--- Extracted data ---

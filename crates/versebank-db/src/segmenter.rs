//! Lyric segmentation into deduplicated verses.
//!
//! Lyrics are split on blank lines and on section tag lines such as
//! `[Chorus]`. Short fragments are dropped, and repeated sections (a chorus
//! sung three times, or the same lines with different punctuation) collapse
//! to their first occurrence.
//!
//! # Example
//!
//! ```
//! use versebank_db::segmenter::segment_lyrics;
//!
//! let verse = "one two three four five six seven eight nine ten \
//!              eleven twelve thirteen fourteen fifteen sixteen seventeen";
//! let lyrics = format!("[Verse 1]\n{verse}\n\n[Chorus]\n{verse}\n\nshort line");
//!
//! assert_eq!(segment_lyrics(&lyrics), vec![verse.to_string()]);
//! ```

use std::collections::HashSet;

use once_cell::sync::Lazy;
use regex::Regex;

use versebank_core::defaults;

/// A blank line (possibly holding spaces or tabs), or a line that is only a
/// bracketed section tag.
static VERSE_BOUNDARY: Lazy<Regex> = Lazy::new(|| {
    Regex::new(r"(?m)\n[ \t]*\n|^[ \t]*\[[^\]\n]*\][ \t]*$").expect("verse boundary regex")
});

/// Anything that is neither a word character nor whitespace.
static PUNCTUATION: Lazy<Regex> =
    Lazy::new(|| Regex::new(r"[^\w\s]").expect("punctuation regex"));

/// Thresholds for segmentation and deduplication.
#[derive(Debug, Clone, Copy, PartialEq, Eq)]
pub struct SegmenterConfig {
    /// Segments with fewer whitespace-delimited tokens are discarded.
    pub min_tokens: usize,
    /// Number of normalized leading tokens that identify a duplicate.
    pub prefix_tokens: usize,
}

impl Default for SegmenterConfig {
    fn default() -> Self {
        Self {
            min_tokens: defaults::SEGMENT_MIN_TOKENS,
            prefix_tokens: defaults::SEGMENT_PREFIX_TOKENS,
        }
    }
}

/// Splits lyrics into unique, sufficiently long verses.
#[derive(Debug, Clone, Default)]
pub struct VerseSegmenter {
    config: SegmenterConfig,
}

impl VerseSegmenter {
    pub fn new(config: SegmenterConfig) -> Self {
        Self { config }
    }

    pub fn config(&self) -> &SegmenterConfig {
        &self.config
    }

    /// Segment `lyrics` into verses in order of first appearance.
    ///
    /// Pure and deterministic; the result may be empty.
    pub fn segment(&self, lyrics: &str) -> Vec<String> {
        let normalized_newlines = lyrics.replace("\r\n", "\n");
        let mut seen = HashSet::new();

        VERSE_BOUNDARY
            .split(&normalized_newlines)
            .filter(|segment| token_count(segment) >= self.config.min_tokens)
            .map(str::trim)
            .filter(|segment| seen.insert(normalized_prefix(segment, self.config.prefix_tokens)))
            .map(str::to_string)
            .collect()
    }
}

/// Segment lyrics with the default thresholds.
pub fn segment_lyrics(lyrics: &str) -> Vec<String> {
    VerseSegmenter::default().segment(lyrics)
}

/// Number of whitespace-delimited tokens in `text`.
pub fn token_count(text: &str) -> usize {
    text.split_whitespace().count()
}

/// Deduplication key: lower-cased, punctuation stripped, first `n` tokens
/// joined by single spaces.
pub fn normalized_prefix(text: &str, n: usize) -> String {
    let lowered = text.to_lowercase();
    let stripped = PUNCTUATION.replace_all(&lowered, "");
    stripped
        .split_whitespace()
        .take(n)
        .collect::<Vec<_>>()
        .join(" ")
}

#[cfg(test)]
mod tests {
    use super::*;

    /// `count` distinct tokens starting at `w{start}`.
    fn words(start: usize, count: usize) -> String {
        (start..start + count)
            .map(|i| format!("w{i}"))
            .collect::<Vec<_>>()
            .join(" ")
    }

    // =========================================================================
    // Token threshold
    // =========================================================================

    #[test]
    fn test_empty_input_yields_nothing() {
        assert!(segment_lyrics("").is_empty());
        assert!(segment_lyrics("\n\n\n").is_empty());
    }

    #[test]
    fn test_sixteen_tokens_dropped_seventeen_kept() {
        let short = words(0, 16);
        let long = words(100, 17);
        let lyrics = format!("{short}\n\n{long}");

        assert_eq!(segment_lyrics(&lyrics), vec![long]);
    }

    #[test]
    fn test_tokens_across_lines_count_together() {
        // A stanza of several short lines is one segment.
        let stanza = format!("{}\n{}\n{}", words(0, 6), words(6, 6), words(12, 6));
        let verses = segment_lyrics(&stanza);

        assert_eq!(verses.len(), 1);
        assert_eq!(token_count(&verses[0]), 18);
    }

    // =========================================================================
    // Boundaries
    // =========================================================================

    #[test]
    fn test_split_on_blank_line_with_spaces() {
        let a = words(0, 17);
        let b = words(100, 17);
        let lyrics = format!("{a}\n   \t\n{b}");

        assert_eq!(segment_lyrics(&lyrics), vec![a, b]);
    }

    #[test]
    fn test_split_on_section_tag_line() {
        let a = words(0, 17);
        let b = words(100, 17);
        let lyrics = format!("[Verse 1]\n{a}\n[Chorus: Guest]\n{b}");

        assert_eq!(segment_lyrics(&lyrics), vec![a, b]);
    }

    #[test]
    fn test_inline_brackets_do_not_split() {
        let line = format!("{} [ad-lib] {}", words(0, 8), words(8, 9));
        assert_eq!(segment_lyrics(&line), vec![line.clone()]);
    }

    #[test]
    fn test_crlf_line_endings() {
        let a = words(0, 17);
        let b = words(100, 17);
        let lyrics = format!("[Intro]\r\n{a}\r\n\r\n{b}\r\n");

        assert_eq!(segment_lyrics(&lyrics), vec![a, b]);
    }

    #[test]
    fn test_segments_are_trimmed() {
        let a = words(0, 17);
        let lyrics = format!("\n\n   {a}   \n");

        assert_eq!(segment_lyrics(&lyrics), vec![a]);
    }

    // =========================================================================
    // Deduplication
    // =========================================================================

    #[test]
    fn test_repeated_chorus_kept_once_in_first_position() {
        let verse1 = words(0, 20);
        let chorus = words(100, 20);
        let verse2 = words(200, 20);
        let lyrics = format!(
            "[Verse 1]\n{verse1}\n[Chorus]\n{chorus}\n[Verse 2]\n{verse2}\n[Chorus]\n{chorus}"
        );

        assert_eq!(segment_lyrics(&lyrics), vec![verse1, chorus, verse2]);
    }

    #[test]
    fn test_duplicate_detection_ignores_case_and_punctuation() {
        let first = "Hello there, how are you today my good old friend it has been a long time number one";
        let second = "HELLO THERE! How are you today, my good old friend? It has been a long time number two";
        let lyrics = format!("{first}\n\n{second}");

        assert_eq!(segment_lyrics(&lyrics), vec![first.to_string()]);
    }

    #[test]
    fn test_difference_after_prefix_is_still_duplicate() {
        let a = format!("{} alpha", words(0, 16));
        let b = format!("{} beta", words(0, 16));
        let lyrics = format!("{a}\n\n{b}");

        assert_eq!(segment_lyrics(&lyrics), vec![a]);
    }

    #[test]
    fn test_difference_inside_prefix_is_distinct() {
        let a = format!("x {}", words(0, 16));
        let b = format!("y {}", words(0, 16));
        let lyrics = format!("{a}\n\n{b}");

        assert_eq!(segment_lyrics(&lyrics), vec![a, b]);
    }

    #[test]
    fn test_normalized_prefix() {
        assert_eq!(normalized_prefix("Hey!  You, THERE.", 16), "hey you there");
        assert_eq!(normalized_prefix("a b c d", 2), "a b");
        assert_eq!(normalized_prefix("don't stop", 5), "dont stop");
        assert_eq!(normalized_prefix("", 16), "");
    }

    // =========================================================================
    // Example lyrics
    // =========================================================================

    #[test]
    fn test_twelve_token_lines_fall_below_floor() {
        let lyrics = "[Intro]\nhello there how are you today my good old friend number one\n\nhello there how are you today my good old friend number two\n\n[Outro]\nshort line";

        assert!(segment_lyrics(lyrics).is_empty());
    }

    #[test]
    fn test_long_lines_sharing_prefix_yield_one_verse() {
        let lyrics = "[Intro]\nhello there how are you today my good old friend it has been a long time number one\n\nhello there how are you today my good old friend it has been a long time number two\n\n[Outro]\nshort line";

        assert_eq!(
            segment_lyrics(lyrics),
            vec!["hello there how are you today my good old friend it has been a long time number one"]
        );
    }

    // =========================================================================
    // Properties
    // =========================================================================

    #[test]
    fn test_output_invariants_hold() {
        let lyrics = format!(
            "[Verse]\n{}\n\n{}\n\n[Hook]\n{}\n\n{}\n\n{}",
            words(0, 30),
            words(0, 18),
            words(50, 5),
            words(60, 17),
            words(60, 25)
        );
        let config = SegmenterConfig::default();
        let verses = segment_lyrics(&lyrics);

        let mut prefixes = HashSet::new();
        for verse in &verses {
            assert!(token_count(verse) >= config.min_tokens);
            assert!(prefixes.insert(normalized_prefix(verse, config.prefix_tokens)));
        }
        assert_eq!(verses, vec![words(0, 30), words(60, 17)]);
    }

    #[test]
    fn test_deterministic() {
        let lyrics = format!("{}\n\n[Chorus]\n{}", words(0, 20), words(40, 20));
        assert_eq!(segment_lyrics(&lyrics), segment_lyrics(&lyrics));
    }

    #[test]
    fn test_custom_config() {
        let segmenter = VerseSegmenter::new(SegmenterConfig {
            min_tokens: 3,
            prefix_tokens: 2,
        });
        let verses = segmenter.segment("a b c\n\na b d\n\nx y\n\nc d e");

        assert_eq!(verses, vec!["a b c", "c d e"]);
        assert_eq!(segmenter.config().min_tokens, 3);
    }
}
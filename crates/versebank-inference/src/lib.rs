//! # versebank-inference
//!
//! Embedding backends for versebank.
//!
//! This crate provides:
//! - Ollama implementation (default)
//! - OpenAI-compatible implementation (optional, feature `openai`)
//! - Backend selection from the environment
//! - A deterministic mock backend (feature `mock`)
//!
//! # Feature Flags
//!
//! - `ollama` (default): Enable Ollama backend
//! - `openai`: Enable OpenAI-compatible backend
//! - `mock`: Enable [`MockEmbeddingBackend`] outside this crate's tests
//!
//! # Example
//!
//! ```rust,no_run
//! use versebank_inference::OllamaBackend;
//! use versebank_core::EmbeddingBackend;
//!
//! #[tokio::main]
//! async fn main() {
//!     let backend = OllamaBackend::from_env();
//!     let texts = vec!["Hello".to_string()];
//!     let embeddings = backend.embed_texts(&texts).await.unwrap();
//! }
//! ```

pub mod provider;

#[cfg(any(feature = "ollama", feature = "openai"))]
mod response;

#[cfg(feature = "ollama")]
pub mod ollama;

#[cfg(feature = "openai")]
pub mod openai;

#[cfg(any(test, feature = "mock"))]
pub mod mock;

// Re-export core types
pub use versebank_core::*;

#[cfg(feature = "ollama")]
pub use ollama::OllamaBackend;

#[cfg(feature = "openai")]
pub use openai::{OpenAIBackend, OpenAIConfig};

#[cfg(any(test, feature = "mock"))]
pub use mock::MockEmbeddingBackend;

pub use provider::{backend_from_env, BackendKind};
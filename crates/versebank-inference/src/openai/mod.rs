//! OpenAI-compatible embedding backend.
//!
//! Works with any endpoint that speaks the OpenAI `/embeddings` API:
//! OpenAI itself, Azure OpenAI, Ollama in compatibility mode, vLLM and
//! similar servers.
//!
//! # Example
//!
//! ```rust,no_run
//! use versebank_inference::openai::{OpenAIBackend, OpenAIConfig};
//! use versebank_core::EmbeddingBackend;
//!
//! #[tokio::main]
//! async fn main() {
//!     let config = OpenAIConfig {
//!         base_url: "http://localhost:11434/v1".to_string(),
//!         api_key: None,
//!         embed_model: "nomic-embed-text".to_string(),
//!         embed_dimension: 768,
//!         ..OpenAIConfig::default()
//!     };
//!     let backend = OpenAIBackend::new(config).unwrap();
//!
//!     let texts = vec!["Hello, world!".to_string()];
//!     let vectors = backend.embed_texts(&texts).await.unwrap();
//! }
//! ```

mod backend;
mod error;
mod types;

pub use backend::{
    OpenAIBackend, OpenAIConfig, DEFAULT_DIMENSION, DEFAULT_EMBED_MODEL, DEFAULT_OPENAI_URL,
    DEFAULT_TIMEOUT_SECS,
};
pub use error::{to_versebank_error, OpenAIErrorCode};
pub use types::*;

---

Task goal = Search the records for the word "filename". Copy each line where it appears.

The answer =
filename crates/versebank-db/src/segmenter.rs
filename crates/versebank-inference/src/lib.rs
filename crates/versebank-inference/src/openai/mod.rs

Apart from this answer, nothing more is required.